You can’t judge a book by its cover. And not always people by their jackets. He was wearing the kind of leather jacket with many, many zippers. It looked of the quality that came from a store that had a sign out front: “No Coat More Than $99.” I could see tattoos on the back of his hands and on his neck. His woman companion’s leather jacket looked even less expensive, but her tattoos were just as extensive. I had seen the equivalent of this couple many times before at road stops all over America. But there they were in front of me to see a John Guare play at Manhattan’s Lincoln Center. I heard him say, “I’ve missed a lot here that I wanted to see.” I could not hear her reply, but he continued, “I wanted to see the King and I when it was at Lincoln Center.” He explained, “It was just about my favorite movie growing up.” And I realized yet again how many prejudices I have.
“Great visionaries and poets see everything in the same way—for the first time.” Nikos Kazantakis, Zorba the Greek.
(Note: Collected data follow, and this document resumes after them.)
//! Tile storage: lazily-allocated square raster tiles addressed by
//! [`TileCoord`].
//!
//! A tile is created the first time anything needs it - a stroke endpoint
//! landing in it, or the viewport bringing it near the visible screen - and
//! is never destroyed for the rest of the session. Its surface is a
//! fixed-size `RgbaImage` behind an `Arc`: fresh tiles share one pristine
//! background-plus-grid prototype, and the pixel data is only copied when a
//! stroke first touches the tile (`Arc::make_mut`). History snapshots lean
//! on the same sharing.

#[cfg(test)]
#[path = "tiles_test.rs"]
mod tiles_test;

use std::collections::HashMap;
use std::collections::hash_map::Entry;
use std::sync::atomic::{AtomicU64, Ordering};
use std::sync::{Arc, OnceLock};

use egui::pos2;
use image::{Rgba, RgbaImage};

use crate::world::{TileCoord, Viewport, WorldPoint};

// ============================================================================
// CONSTANTS
// ============================================================================

/// Edge length of one square tile, in world pixels.
pub const TILE_SIZE: u32 = 2000;

/// Spacing of the reference grid stencilled onto fresh tiles. Deliberately
/// independent of the tile edge length.
pub const GRID_SPACING: u32 = 50;

/// Paper color of an untouched surface; also what the eraser paints.
pub const BACKGROUND: Rgba<u8> = Rgba([255, 255, 255, 255]);

/// Reference grid line color.
pub const GRID_LINE: Rgba<u8> = Rgba([240, 240, 240, 255]);

/// Monotonic revision source. Every surface mutation takes a fresh value,
/// so the renderer can tell which tile textures are stale - including
/// across history restores that replace whole tiles.
static NEXT_REVISION: AtomicU64 = AtomicU64::new(1);

fn bump_revision() -> u64 {
    NEXT_REVISION.fetch_add(1, Ordering::Relaxed)
}

/// The shared pristine surface: background fill plus 1px reference grid
/// lines. Built once; every fresh tile clones the `Arc`.
fn blank_surface() -> Arc<RgbaImage> {
    static BLANK: OnceLock<Arc<RgbaImage>> = OnceLock::new();
    Arc::clone(BLANK.get_or_init(|| {
        let mut surface = RgbaImage::from_pixel(TILE_SIZE, TILE_SIZE, BACKGROUND);
        for line in (0..TILE_SIZE).step_by(GRID_SPACING as usize) {
            for along in 0..TILE_SIZE {
                surface.put_pixel(line, along, GRID_LINE);
                surface.put_pixel(along, line, GRID_LINE);
            }
        }
        Arc::new(surface)
    }))
}

// ============================================================================
// TILE
// ============================================================================

/// One square raster tile. The surface size is fixed for the tile's
/// lifetime; only the pixel contents change.
pub struct Tile {
    /// World-space position of the tile's top-left corner.
    pub origin: WorldPoint,
    surface: Arc<RgbaImage>,
    revision: u64,
}

impl Tile {
    fn new(coord: TileCoord) -> Self {
        Self {
            origin: coord.origin(),
            surface: blank_surface(),
            revision: bump_revision(),
        }
    }

    fn from_surface(coord: TileCoord, surface: Arc<RgbaImage>) -> Self {
        Self {
            origin: coord.origin(),
            surface,
            revision: bump_revision(),
        }
    }

    pub fn surface(&self) -> &RgbaImage {
        &self.surface
    }

    /// Mutable pixel access. Bumps the revision, and copies the pixel data
    /// first if the surface is still shared with the blank prototype or a
    /// history snapshot.
    pub fn surface_mut(&mut self) -> &mut RgbaImage {
        self.revision = bump_revision();
        Arc::make_mut(&mut self.surface)
    }

    /// Changes whenever the pixel contents change; drives texture
    /// re-upload in the renderer.
    pub fn revision(&self) -> u64 {
        self.revision
    }

    pub(crate) fn share_surface(&self) -> Arc<RgbaImage> {
        Arc::clone(&self.surface)
    }

    /// Repaint to background + grid without reallocating.
    fn reset(&mut self) {
        self.surface = blank_surface();
        self.revision = bump_revision();
    }
}

// ============================================================================
// TILE STORE
// ============================================================================

/// All tiles allocated this session, keyed by tile coordinate.
///
/// Keys are unique and unordered. A tile exists for every coordinate a
/// stroke has touched or the viewport has required; tiles are never
/// evicted, so memory grows monotonically with area visited.
#[derive(Default)]
pub struct TileStore {
    tiles: HashMap<TileCoord, Tile>,
}

impl TileStore {
    pub fn new() -> Self {
        Self::default()
    }

    /// Allocate the tile at `coord` if absent. Calling again for an
    /// existing coordinate is a no-op that leaves pixel contents untouched.
    /// Returns whether a tile was created.
    pub fn ensure(&mut self, coord: TileCoord) -> bool {
        match self.tiles.entry(coord) {
            Entry::Occupied(_) => false,
            Entry::Vacant(slot) => {
                slot.insert(Tile::new(coord));
                true
            }
        }
    }

    /// Allocate every tile covering the visible screen rectangle expanded
    /// by a one-tile margin on all sides, so tiles are fully populated
    /// before they scroll into view. Call whenever the viewport or the
    /// screen size changes. Returns the number of tiles created.
    pub fn load_around(&mut self, viewport: &Viewport, screen_w: f32, screen_h: f32) -> usize {
        let top_left = TileCoord::containing(viewport.screen_to_world(pos2(0.0, 0.0)));
        let bottom_right = TileCoord::containing(viewport.screen_to_world(pos2(screen_w, screen_h)));
        let mut created = 0;
        for ty in (top_left.y - 1)..=(bottom_right.y + 1) {
            for tx in (top_left.x - 1)..=(bottom_right.x + 1) {
                if self.ensure(TileCoord::new(tx, ty)) {
                    created += 1;
                }
            }
        }
        created
    }

    pub fn get(&self, coord: TileCoord) -> Option<&Tile> {
        self.tiles.get(&coord)
    }

    pub fn get_mut(&mut self, coord: TileCoord) -> Option<&mut Tile> {
        self.tiles.get_mut(&coord)
    }

    pub fn contains(&self, coord: TileCoord) -> bool {
        self.tiles.contains_key(&coord)
    }

    pub fn len(&self) -> usize {
        self.tiles.len()
    }

    pub fn is_empty(&self) -> bool {
        self.tiles.is_empty()
    }

    /// Visit every allocated tile whose closed square bounds intersect the
    /// world-space rectangle `[min, max]`, in row-major coordinate order.
    /// Tiles outside the rectangle are never looked at.
    pub fn for_each_intersecting(
        &mut self,
        min: WorldPoint,
        max: WorldPoint,
        mut f: impl FnMut(TileCoord, &mut Tile),
    ) {
        let size = TILE_SIZE as f32;
        // The closed tile [k*S, (k+1)*S] meets [min, max] exactly when
        // ceil(min/S) - 1 <= k <= floor(max/S).
        let x0 = (min.x / size).ceil() as i32 - 1;
        let x1 = (max.x / size).floor() as i32;
        let y0 = (min.y / size).ceil() as i32 - 1;
        let y1 = (max.y / size).floor() as i32;
        for ty in y0..=y1 {
            for tx in x0..=x1 {
                let coord = TileCoord::new(tx, ty);
                if let Some(tile) = self.tiles.get_mut(&coord) {
                    f(coord, tile);
                }
            }
        }
    }

    /// Repaint every allocated tile to background + grid. Allocates and
    /// deallocates nothing.
    pub fn clear_all(&mut self) {
        for tile in self.tiles.values_mut() {
            tile.reset();
        }
    }

    /// Renderer view: every allocated tile with its world origin, surface,
    /// and revision, in no particular order (tiles never overlap).
    pub fn tiles(&self) -> impl Iterator<Item = (TileCoord, &Tile)> + '_ {
        self.tiles.iter().map(|(coord, tile)| (*coord, tile))
    }

    /// Shared handles to every surface, for history snapshots.
    pub(crate) fn share_surfaces(&self) -> HashMap<TileCoord, Arc<RgbaImage>> {
        self.tiles
            .iter()
            .map(|(coord, tile)| (*coord, tile.share_surface()))
            .collect()
    }

    /// Replace the whole tile set with the given surfaces. Tiles absent
    /// from `surfaces` disappear; the caller is expected to preload around
    /// the viewport afterwards.
    pub(crate) fn restore_surfaces(&mut self, surfaces: &HashMap<TileCoord, Arc<RgbaImage>>) {
        self.tiles = surfaces
            .iter()
            .map(|(coord, surface)| (*coord, Tile::from_surface(*coord, Arc::clone(surface))))
            .collect();
    }
}
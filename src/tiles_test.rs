use egui::vec2;
use pretty_assertions::assert_eq;

use super::*;

#[test]
fn ensure_creates_exactly_once() {
    let mut store = TileStore::new();
    assert!(store.ensure(TileCoord::new(2, -1)));
    assert!(!store.ensure(TileCoord::new(2, -1)));
    assert_eq!(store.len(), 1);
}

#[test]
fn ensure_again_keeps_pixel_content() {
    let mut store = TileStore::new();
    let coord = TileCoord::new(0, 0);
    store.ensure(coord);
    store
        .get_mut(coord)
        .unwrap()
        .surface_mut()
        .put_pixel(10, 10, Rgba([1, 2, 3, 255]));
    store.ensure(coord);
    assert_eq!(
        *store.get(coord).unwrap().surface().get_pixel(10, 10),
        Rgba([1, 2, 3, 255])
    );
    assert_eq!(store.len(), 1);
}

#[test]
fn fresh_tiles_carry_background_and_grid() {
    let mut store = TileStore::new();
    store.ensure(TileCoord::new(0, 0));
    let surface = store.get(TileCoord::new(0, 0)).unwrap().surface();
    assert_eq!(*surface.get_pixel(25, 33), BACKGROUND);
    assert_eq!(*surface.get_pixel(GRID_SPACING, 33), GRID_LINE);
    assert_eq!(*surface.get_pixel(33, 3 * GRID_SPACING), GRID_LINE);
    assert_eq!(*surface.get_pixel(0, 0), GRID_LINE);
}

#[test]
fn tiles_know_their_world_origin() {
    let mut store = TileStore::new();
    store.ensure(TileCoord::new(-2, 3));
    let origin = store.get(TileCoord::new(-2, 3)).unwrap().origin;
    assert_eq!(origin.x, -2.0 * TILE_SIZE as f32);
    assert_eq!(origin.y, 3.0 * TILE_SIZE as f32);
}

#[test]
fn load_around_covers_screen_plus_one_tile_margin() {
    let mut store = TileStore::new();
    let viewport = Viewport::default();
    // An 800x600 screen at the origin sees only tile (0,0); the margin
    // brings in the eight neighbors.
    assert_eq!(store.load_around(&viewport, 800.0, 600.0), 9);
    for ty in -1..=1 {
        for tx in -1..=1 {
            assert!(store.contains(TileCoord::new(tx, ty)), "({tx},{ty})");
        }
    }
    // Unchanged viewport: nothing new.
    assert_eq!(store.load_around(&viewport, 800.0, 600.0), 0);
}

#[test]
fn load_around_follows_the_viewport_into_negative_space() {
    let mut store = TileStore::new();
    let viewport = Viewport {
        offset: vec2(TILE_SIZE as f32 * 2.0, 0.0),
    };
    store.load_around(&viewport, 800.0, 600.0);
    assert!(store.contains(TileCoord::new(-3, -1)));
    assert!(store.contains(TileCoord::new(-1, 1)));
    assert!(!store.contains(TileCoord::new(0, 0)));
}

#[test]
fn clear_repaints_without_deallocating() {
    let mut store = TileStore::new();
    store.ensure(TileCoord::new(0, 0));
    store.ensure(TileCoord::new(4, 4));
    store
        .get_mut(TileCoord::new(0, 0))
        .unwrap()
        .surface_mut()
        .put_pixel(5, 5, Rgba([9, 9, 9, 255]));
    store.clear_all();
    assert_eq!(store.len(), 2);
    let surface = store.get(TileCoord::new(0, 0)).unwrap().surface();
    assert_eq!(*surface.get_pixel(5, 5), BACKGROUND);
    assert_eq!(*surface.get_pixel(GRID_SPACING, 5), GRID_LINE);
}

#[test]
fn mutation_and_clear_bump_the_revision() {
    let mut store = TileStore::new();
    store.ensure(TileCoord::new(0, 0));
    let r0 = store.get(TileCoord::new(0, 0)).unwrap().revision();
    store.get_mut(TileCoord::new(0, 0)).unwrap().surface_mut();
    let r1 = store.get(TileCoord::new(0, 0)).unwrap().revision();
    assert!(r1 > r0);
    store.clear_all();
    let r2 = store.get(TileCoord::new(0, 0)).unwrap().revision();
    assert!(r2 > r1);
}

#[test]
fn intersecting_visits_only_overlapping_tiles() {
    let mut store = TileStore::new();
    for tx in 0..3 {
        store.ensure(TileCoord::new(tx, 0));
    }
    let mut visited = Vec::new();
    store.for_each_intersecting(
        WorldPoint::new(100.0, 100.0),
        WorldPoint::new(2100.0, 100.0),
        |coord, _| visited.push(coord),
    );
    assert_eq!(visited, vec![TileCoord::new(0, 0), TileCoord::new(1, 0)]);
}

#[test]
fn intersecting_includes_tiles_touching_the_rect_edge() {
    let mut store = TileStore::new();
    store.ensure(TileCoord::new(0, 0));
    store.ensure(TileCoord::new(1, 0));
    let mut visited = Vec::new();
    let seam = WorldPoint::new(TILE_SIZE as f32, 10.0);
    store.for_each_intersecting(seam, seam, |coord, _| visited.push(coord));
    // A degenerate rect on the seam touches both closed tile bounds.
    assert_eq!(visited, vec![TileCoord::new(0, 0), TileCoord::new(1, 0)]);
}

#[test]
fn intersecting_skips_unallocated_coordinates() {
    let mut store = TileStore::new();
    store.ensure(TileCoord::new(1, 0));
    let mut visited = Vec::new();
    store.for_each_intersecting(
        WorldPoint::new(-100.0, 0.0),
        WorldPoint::new(4100.0, 0.0),
        |coord, _| visited.push(coord),
    );
    assert_eq!(visited, vec![TileCoord::new(1, 0)]);
}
The piano was parked in a spacious, high-ceilinged lobby. The space partitioned the hospital’s ground floor. A man was plunked on the piano bench. He played the piano. People paraded from doctors’ offices to imaging rooms, from patients’ rooms to revolving doors. No one was poised around the piano. No one paused to listen to the American playbook the piano player was playing. At first, I thought that his must be a terrible job, but then I considered that any job that paid must be a good one for a musician, and this one concluded before night giving him the opportunity for other work. This made me think of Jane Jarvis. I heard her keyboard work hundreds, probably thousands of time. Don’t know her? Well, many of you heard her at least as much as I did. Jarvis was a well-regarded jazz pianist, but I never heard her play jazz. More important to me was the fact that she was the organist for my boyhood team, the Milwaukee Braves, and I heard her playing the one time a year when the family went to Milwaukee County Stadium and countless more times over radio and TV. After eight or ten years, I realized, however, that the announcers were giving someone else’s name as the organist, but I hardly gave a thought as to what had happened to Jane Jarvis. Then I went East and heard a New York Mets broadcast and was told that at the organ was Jane Jarvis. I knew that ballplayers got traded; I didn’t think organists did, but for some reason, there she was. For about twenty-five years she played at baseball games. Perhaps it was not the most satisfying musical work, but as with the hospital lobby pianist, it was musical, and it was work. And even if you never heard a baseball broadcast or attended a game, you probably heard Jane Jarvis’s work. She became an executive with Muzak who selected much of what it played. Jane Jarvis: baseball organist; elevator music programmer; and jazz pianist.
In the this-was-so-obvious-they-didn’t-need-to-do-the-research department, a recent survey found that dog owners are much happier than cat owners. Dog owners are slightly happier than those without pets while those with cats are significantly less happy than the dogless and catless.